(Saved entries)
......

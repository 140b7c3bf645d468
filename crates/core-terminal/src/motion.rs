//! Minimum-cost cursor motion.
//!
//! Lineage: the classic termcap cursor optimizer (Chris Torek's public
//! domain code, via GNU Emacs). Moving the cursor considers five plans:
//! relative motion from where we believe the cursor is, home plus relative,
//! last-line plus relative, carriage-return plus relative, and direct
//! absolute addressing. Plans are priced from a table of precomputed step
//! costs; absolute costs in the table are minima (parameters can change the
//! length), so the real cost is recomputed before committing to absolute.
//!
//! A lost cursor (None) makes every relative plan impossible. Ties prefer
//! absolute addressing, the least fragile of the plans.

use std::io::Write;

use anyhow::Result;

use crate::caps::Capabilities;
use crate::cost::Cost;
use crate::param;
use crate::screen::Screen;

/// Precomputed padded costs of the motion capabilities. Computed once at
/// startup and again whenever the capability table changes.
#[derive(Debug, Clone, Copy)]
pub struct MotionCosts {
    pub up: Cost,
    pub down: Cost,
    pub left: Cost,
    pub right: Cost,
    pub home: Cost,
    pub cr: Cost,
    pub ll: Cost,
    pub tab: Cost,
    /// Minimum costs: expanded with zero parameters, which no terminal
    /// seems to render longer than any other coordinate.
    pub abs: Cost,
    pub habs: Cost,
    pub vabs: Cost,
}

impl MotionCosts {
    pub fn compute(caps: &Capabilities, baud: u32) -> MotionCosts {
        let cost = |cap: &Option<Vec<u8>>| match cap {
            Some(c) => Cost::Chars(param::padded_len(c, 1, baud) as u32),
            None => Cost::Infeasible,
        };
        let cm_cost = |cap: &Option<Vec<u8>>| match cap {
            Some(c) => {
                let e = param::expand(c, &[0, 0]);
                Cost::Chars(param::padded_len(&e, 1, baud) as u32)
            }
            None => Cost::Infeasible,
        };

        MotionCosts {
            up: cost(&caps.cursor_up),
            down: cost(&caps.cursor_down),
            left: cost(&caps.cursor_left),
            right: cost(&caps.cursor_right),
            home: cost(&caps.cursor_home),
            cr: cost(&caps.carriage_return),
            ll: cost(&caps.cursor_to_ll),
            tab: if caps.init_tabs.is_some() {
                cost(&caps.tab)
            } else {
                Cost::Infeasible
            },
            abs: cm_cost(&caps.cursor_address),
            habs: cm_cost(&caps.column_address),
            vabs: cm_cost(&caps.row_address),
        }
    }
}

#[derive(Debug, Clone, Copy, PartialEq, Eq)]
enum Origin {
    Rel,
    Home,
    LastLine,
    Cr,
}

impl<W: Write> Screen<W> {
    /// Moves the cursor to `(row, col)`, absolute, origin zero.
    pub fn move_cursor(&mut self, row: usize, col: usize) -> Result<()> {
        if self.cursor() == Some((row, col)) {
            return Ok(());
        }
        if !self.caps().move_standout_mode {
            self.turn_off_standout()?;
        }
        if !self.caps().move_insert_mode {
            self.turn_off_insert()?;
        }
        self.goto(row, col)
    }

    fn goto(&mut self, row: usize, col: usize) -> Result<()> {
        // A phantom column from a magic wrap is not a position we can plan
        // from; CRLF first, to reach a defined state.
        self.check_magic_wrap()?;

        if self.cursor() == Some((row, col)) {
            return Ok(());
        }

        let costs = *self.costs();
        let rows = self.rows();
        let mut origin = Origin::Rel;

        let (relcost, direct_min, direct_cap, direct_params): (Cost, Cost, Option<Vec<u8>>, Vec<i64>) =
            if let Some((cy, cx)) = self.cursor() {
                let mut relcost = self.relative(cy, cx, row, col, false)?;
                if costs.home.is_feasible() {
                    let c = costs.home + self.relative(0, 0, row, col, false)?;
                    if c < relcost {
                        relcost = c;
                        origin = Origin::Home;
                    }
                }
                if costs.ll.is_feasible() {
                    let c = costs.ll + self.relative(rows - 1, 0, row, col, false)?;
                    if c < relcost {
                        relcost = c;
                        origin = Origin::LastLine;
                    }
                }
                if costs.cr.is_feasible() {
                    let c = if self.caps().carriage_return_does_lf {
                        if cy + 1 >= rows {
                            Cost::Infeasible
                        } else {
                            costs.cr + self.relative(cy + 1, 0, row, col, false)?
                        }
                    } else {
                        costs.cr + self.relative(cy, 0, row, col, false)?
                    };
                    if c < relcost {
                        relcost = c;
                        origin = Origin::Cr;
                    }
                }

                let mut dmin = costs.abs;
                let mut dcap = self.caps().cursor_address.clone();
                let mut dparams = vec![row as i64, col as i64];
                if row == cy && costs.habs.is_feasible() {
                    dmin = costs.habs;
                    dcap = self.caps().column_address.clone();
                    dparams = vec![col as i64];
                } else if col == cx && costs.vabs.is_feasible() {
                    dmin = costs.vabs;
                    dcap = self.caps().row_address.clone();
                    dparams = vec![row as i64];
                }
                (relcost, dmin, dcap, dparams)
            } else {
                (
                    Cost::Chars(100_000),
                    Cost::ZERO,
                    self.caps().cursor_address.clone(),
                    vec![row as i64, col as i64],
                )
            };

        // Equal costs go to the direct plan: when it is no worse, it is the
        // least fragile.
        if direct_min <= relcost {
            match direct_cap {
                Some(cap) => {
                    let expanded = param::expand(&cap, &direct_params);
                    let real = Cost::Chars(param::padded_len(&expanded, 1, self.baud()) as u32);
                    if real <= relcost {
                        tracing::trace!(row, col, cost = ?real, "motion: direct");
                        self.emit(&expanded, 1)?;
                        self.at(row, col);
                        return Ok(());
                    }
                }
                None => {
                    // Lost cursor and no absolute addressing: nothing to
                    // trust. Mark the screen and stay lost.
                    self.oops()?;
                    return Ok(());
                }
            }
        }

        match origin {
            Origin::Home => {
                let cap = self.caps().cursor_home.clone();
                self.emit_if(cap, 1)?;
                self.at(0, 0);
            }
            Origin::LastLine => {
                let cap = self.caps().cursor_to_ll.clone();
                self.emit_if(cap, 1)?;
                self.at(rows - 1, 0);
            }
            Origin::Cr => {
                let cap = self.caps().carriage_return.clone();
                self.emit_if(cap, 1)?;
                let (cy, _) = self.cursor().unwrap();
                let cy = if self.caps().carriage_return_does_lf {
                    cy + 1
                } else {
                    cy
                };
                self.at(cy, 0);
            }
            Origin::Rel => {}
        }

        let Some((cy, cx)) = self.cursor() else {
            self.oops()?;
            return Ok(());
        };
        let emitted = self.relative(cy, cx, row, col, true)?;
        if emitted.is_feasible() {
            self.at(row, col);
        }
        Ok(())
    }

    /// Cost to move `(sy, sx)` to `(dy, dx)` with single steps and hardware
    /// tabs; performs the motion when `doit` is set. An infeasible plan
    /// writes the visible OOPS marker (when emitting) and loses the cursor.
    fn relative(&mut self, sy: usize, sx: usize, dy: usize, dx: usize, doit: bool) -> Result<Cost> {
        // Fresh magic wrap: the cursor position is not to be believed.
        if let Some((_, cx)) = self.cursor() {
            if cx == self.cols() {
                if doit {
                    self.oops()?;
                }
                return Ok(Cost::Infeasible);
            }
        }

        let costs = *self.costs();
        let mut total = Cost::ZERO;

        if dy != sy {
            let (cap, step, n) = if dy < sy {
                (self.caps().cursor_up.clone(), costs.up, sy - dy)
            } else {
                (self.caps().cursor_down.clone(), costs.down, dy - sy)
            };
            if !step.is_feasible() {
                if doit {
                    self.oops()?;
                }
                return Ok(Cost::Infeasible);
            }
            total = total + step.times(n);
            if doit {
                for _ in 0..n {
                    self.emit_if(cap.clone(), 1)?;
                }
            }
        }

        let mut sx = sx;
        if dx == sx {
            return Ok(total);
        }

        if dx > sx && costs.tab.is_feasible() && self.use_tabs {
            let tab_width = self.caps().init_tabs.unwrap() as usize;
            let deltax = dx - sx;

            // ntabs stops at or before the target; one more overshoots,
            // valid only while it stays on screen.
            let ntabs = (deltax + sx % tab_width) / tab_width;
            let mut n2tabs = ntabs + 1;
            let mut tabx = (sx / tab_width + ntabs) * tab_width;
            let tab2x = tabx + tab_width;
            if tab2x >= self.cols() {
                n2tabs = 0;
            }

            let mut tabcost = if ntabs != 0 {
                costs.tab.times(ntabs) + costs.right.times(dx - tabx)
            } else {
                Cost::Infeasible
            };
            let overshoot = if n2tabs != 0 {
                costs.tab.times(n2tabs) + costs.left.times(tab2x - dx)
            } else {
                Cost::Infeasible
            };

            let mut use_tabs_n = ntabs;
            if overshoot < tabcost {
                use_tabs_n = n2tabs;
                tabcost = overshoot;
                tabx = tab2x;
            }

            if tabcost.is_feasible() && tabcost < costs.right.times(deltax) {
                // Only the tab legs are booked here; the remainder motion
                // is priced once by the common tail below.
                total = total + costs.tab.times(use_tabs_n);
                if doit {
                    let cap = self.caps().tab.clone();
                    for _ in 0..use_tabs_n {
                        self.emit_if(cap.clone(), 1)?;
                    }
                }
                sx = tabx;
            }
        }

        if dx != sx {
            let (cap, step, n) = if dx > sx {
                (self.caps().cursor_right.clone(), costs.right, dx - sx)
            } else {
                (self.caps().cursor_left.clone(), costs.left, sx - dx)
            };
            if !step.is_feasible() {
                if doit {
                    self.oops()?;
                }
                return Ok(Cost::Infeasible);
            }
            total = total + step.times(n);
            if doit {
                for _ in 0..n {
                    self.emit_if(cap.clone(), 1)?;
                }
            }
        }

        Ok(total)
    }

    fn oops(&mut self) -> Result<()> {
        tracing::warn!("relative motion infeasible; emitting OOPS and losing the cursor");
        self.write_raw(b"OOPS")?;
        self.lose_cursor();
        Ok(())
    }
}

......

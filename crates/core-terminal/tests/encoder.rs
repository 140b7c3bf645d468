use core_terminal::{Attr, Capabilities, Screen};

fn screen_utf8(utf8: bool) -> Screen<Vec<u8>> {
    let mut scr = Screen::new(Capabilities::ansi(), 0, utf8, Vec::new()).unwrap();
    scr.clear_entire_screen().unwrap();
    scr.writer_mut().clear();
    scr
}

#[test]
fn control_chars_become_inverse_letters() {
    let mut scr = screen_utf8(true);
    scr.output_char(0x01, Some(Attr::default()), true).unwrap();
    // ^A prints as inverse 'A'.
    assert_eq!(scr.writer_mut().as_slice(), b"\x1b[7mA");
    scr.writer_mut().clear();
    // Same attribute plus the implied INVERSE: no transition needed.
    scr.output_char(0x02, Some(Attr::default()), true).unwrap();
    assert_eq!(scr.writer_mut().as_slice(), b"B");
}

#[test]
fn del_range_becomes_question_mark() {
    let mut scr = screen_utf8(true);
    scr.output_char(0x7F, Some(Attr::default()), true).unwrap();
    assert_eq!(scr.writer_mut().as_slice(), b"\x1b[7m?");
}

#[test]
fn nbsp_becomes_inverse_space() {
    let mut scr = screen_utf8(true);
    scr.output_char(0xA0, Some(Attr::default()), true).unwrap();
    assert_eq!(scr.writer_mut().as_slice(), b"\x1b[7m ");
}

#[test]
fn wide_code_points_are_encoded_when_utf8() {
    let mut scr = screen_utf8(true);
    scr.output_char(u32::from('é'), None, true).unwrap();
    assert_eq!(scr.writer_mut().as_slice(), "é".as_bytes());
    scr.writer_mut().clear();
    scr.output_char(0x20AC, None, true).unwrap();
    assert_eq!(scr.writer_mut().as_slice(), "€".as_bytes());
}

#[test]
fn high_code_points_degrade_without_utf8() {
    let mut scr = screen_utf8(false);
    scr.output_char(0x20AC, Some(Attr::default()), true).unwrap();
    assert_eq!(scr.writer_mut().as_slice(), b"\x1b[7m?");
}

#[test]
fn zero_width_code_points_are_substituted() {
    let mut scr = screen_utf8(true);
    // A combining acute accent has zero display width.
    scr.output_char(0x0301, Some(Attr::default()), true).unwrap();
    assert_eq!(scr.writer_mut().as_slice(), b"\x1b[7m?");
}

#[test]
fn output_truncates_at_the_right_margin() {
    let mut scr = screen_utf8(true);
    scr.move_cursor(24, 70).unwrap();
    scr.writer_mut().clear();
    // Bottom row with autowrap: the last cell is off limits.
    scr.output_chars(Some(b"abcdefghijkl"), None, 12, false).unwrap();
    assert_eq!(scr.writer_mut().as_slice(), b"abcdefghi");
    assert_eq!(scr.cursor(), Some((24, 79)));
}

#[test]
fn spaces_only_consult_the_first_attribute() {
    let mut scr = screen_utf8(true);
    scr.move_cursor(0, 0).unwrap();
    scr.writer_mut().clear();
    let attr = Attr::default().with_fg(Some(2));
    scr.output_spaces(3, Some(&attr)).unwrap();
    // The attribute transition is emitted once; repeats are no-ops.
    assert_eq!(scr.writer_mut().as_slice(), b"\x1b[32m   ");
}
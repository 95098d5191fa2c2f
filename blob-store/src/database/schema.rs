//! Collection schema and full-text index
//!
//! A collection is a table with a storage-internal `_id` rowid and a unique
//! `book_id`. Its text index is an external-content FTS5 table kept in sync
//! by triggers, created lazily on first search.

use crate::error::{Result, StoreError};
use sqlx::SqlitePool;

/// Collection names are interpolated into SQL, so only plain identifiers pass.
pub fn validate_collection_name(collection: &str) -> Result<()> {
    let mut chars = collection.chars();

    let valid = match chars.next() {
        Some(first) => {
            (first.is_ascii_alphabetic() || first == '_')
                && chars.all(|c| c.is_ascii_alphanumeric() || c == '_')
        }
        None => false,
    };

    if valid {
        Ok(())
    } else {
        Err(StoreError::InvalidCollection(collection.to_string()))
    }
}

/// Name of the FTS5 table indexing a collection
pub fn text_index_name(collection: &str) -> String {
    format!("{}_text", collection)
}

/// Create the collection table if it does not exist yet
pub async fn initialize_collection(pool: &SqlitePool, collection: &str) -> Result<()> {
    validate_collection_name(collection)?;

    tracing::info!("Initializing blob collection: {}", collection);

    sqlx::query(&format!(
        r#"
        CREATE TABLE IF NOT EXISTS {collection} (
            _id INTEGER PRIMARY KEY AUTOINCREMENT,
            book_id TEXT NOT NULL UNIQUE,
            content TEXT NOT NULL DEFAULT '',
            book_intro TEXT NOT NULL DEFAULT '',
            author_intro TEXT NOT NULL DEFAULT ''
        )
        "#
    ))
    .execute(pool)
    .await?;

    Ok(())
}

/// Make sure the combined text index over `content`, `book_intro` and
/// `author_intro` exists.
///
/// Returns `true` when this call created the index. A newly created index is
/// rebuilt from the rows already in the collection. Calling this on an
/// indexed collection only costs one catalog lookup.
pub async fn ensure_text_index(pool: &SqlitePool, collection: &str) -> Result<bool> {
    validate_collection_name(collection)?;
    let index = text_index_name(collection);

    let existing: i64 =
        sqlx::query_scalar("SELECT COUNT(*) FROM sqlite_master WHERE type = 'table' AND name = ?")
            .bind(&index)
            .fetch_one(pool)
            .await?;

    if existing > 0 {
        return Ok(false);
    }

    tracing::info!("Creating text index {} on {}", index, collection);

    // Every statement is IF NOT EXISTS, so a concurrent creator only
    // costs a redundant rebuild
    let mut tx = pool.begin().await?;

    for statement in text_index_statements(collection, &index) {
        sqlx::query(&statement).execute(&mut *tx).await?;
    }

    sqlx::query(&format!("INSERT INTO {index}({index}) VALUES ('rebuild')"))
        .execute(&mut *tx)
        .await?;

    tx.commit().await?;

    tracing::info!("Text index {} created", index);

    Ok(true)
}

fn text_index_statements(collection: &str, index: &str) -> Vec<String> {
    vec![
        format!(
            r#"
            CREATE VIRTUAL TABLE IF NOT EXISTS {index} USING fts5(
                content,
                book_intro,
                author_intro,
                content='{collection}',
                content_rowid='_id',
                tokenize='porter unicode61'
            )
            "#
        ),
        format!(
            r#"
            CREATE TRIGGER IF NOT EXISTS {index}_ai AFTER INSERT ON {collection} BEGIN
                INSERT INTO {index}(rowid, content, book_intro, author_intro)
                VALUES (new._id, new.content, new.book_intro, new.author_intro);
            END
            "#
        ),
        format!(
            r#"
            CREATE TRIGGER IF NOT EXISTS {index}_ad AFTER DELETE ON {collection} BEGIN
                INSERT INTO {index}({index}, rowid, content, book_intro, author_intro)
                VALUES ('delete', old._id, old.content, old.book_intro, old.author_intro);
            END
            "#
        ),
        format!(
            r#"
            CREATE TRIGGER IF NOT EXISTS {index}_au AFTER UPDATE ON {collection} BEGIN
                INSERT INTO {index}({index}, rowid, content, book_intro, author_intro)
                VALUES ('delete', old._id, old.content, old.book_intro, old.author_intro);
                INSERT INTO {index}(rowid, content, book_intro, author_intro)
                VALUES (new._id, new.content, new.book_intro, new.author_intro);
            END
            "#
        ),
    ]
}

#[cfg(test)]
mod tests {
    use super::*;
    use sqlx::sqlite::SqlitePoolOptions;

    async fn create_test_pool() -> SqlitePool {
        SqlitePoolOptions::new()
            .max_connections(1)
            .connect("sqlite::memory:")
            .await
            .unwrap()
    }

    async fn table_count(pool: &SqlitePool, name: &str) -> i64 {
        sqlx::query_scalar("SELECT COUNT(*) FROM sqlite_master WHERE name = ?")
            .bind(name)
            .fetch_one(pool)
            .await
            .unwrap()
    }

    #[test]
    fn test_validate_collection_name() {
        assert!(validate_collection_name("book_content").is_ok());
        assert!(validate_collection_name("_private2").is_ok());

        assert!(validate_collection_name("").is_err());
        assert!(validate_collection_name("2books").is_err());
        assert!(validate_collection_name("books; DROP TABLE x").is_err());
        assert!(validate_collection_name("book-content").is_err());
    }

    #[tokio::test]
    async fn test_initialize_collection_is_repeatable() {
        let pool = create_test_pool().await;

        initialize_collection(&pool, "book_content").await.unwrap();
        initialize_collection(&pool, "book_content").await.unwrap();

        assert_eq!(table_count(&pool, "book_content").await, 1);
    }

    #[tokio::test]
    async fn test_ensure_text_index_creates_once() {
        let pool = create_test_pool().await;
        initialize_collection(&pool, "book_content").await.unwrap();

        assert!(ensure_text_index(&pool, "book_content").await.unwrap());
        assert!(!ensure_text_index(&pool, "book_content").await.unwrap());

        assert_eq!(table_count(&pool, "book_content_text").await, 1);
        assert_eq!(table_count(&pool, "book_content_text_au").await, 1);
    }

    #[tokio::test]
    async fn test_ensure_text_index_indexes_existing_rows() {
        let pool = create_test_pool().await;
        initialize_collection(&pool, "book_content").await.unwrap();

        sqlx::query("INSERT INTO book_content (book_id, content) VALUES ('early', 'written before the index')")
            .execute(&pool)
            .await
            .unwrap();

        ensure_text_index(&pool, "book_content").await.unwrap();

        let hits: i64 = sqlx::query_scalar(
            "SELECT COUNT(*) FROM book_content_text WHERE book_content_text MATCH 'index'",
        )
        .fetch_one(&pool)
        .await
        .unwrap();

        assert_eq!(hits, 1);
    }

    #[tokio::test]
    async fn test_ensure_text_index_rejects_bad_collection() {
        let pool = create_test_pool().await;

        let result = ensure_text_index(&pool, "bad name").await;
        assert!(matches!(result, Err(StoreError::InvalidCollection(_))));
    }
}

......

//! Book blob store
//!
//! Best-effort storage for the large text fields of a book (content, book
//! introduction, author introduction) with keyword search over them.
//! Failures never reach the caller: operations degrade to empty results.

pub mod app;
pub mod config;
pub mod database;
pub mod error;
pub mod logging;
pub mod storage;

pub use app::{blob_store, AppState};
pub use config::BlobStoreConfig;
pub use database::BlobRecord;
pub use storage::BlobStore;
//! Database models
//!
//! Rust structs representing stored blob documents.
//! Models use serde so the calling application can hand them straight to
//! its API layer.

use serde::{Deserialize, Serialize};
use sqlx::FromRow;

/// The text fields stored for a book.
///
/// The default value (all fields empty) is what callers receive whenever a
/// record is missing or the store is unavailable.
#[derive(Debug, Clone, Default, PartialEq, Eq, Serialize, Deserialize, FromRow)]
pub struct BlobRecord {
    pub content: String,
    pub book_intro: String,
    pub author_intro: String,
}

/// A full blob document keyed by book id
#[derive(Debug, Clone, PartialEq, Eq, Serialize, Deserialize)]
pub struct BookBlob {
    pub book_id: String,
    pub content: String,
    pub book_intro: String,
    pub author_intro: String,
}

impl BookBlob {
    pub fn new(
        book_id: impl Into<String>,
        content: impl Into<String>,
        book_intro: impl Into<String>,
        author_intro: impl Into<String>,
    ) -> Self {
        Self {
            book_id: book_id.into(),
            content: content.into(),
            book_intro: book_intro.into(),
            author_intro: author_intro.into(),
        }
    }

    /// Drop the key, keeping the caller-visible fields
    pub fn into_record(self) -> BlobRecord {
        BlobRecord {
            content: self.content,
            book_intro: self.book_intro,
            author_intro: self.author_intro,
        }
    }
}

......

- TASK GOAL
Retrieve every line above holding the word "rebuild".

- RESPONSE TO THE EXERCISE
    // costs a redundant rebuild
    sqlx::query(&format!("INSERT INTO {index}({index}) VALUES ('rebuild')"))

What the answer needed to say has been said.